▶ _AIM OF THE TASK_: Show all lines from the material that carry the word "PrepareWatchdog".
BEGIN GIVEN DATA
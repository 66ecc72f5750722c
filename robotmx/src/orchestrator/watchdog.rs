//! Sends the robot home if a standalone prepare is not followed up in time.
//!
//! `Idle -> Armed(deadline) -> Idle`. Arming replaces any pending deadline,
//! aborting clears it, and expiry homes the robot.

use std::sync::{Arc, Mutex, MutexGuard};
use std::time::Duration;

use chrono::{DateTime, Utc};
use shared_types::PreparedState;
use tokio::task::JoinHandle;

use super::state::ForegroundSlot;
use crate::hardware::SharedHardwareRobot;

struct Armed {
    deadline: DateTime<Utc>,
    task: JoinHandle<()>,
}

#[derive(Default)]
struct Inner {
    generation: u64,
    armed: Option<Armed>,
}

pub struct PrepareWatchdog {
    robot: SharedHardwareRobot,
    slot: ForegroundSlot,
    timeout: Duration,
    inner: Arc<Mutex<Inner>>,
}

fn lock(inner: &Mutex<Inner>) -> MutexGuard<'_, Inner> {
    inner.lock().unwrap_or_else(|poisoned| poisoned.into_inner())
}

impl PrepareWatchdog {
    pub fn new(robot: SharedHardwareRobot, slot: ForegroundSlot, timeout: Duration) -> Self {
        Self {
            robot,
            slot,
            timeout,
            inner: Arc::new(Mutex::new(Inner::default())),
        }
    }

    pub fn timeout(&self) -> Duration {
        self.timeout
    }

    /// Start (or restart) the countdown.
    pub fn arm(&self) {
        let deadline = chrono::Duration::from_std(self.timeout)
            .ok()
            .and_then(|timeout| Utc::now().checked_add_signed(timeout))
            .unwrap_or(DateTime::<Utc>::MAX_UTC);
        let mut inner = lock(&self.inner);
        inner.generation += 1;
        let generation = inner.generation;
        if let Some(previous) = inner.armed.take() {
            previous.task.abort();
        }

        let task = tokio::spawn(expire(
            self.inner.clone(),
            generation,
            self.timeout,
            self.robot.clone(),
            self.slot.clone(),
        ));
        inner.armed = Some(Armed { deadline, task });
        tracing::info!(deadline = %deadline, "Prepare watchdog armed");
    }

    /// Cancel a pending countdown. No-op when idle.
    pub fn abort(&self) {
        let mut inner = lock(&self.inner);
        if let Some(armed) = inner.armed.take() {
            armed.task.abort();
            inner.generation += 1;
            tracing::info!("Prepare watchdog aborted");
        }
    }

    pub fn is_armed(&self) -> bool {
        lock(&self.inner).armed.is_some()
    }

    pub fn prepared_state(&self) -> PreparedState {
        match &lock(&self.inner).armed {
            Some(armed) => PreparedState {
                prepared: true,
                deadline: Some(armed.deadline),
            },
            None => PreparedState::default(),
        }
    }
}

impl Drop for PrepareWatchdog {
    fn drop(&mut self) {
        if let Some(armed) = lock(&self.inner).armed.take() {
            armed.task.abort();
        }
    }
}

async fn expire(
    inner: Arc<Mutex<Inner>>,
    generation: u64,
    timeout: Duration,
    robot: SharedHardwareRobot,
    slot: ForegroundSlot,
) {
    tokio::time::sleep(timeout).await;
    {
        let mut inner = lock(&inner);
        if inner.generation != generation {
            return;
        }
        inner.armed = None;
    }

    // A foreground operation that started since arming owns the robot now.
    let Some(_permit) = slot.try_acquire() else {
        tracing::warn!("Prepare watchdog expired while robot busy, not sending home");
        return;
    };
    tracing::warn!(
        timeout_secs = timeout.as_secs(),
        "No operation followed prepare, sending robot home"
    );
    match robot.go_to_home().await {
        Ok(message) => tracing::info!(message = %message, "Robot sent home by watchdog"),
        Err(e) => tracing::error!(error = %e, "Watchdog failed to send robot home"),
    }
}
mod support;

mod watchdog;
END GIVEN DATA
▶ _OUTPUT_:
pub struct PrepareWatchdog {
impl PrepareWatchdog {
impl Drop for PrepareWatchdog {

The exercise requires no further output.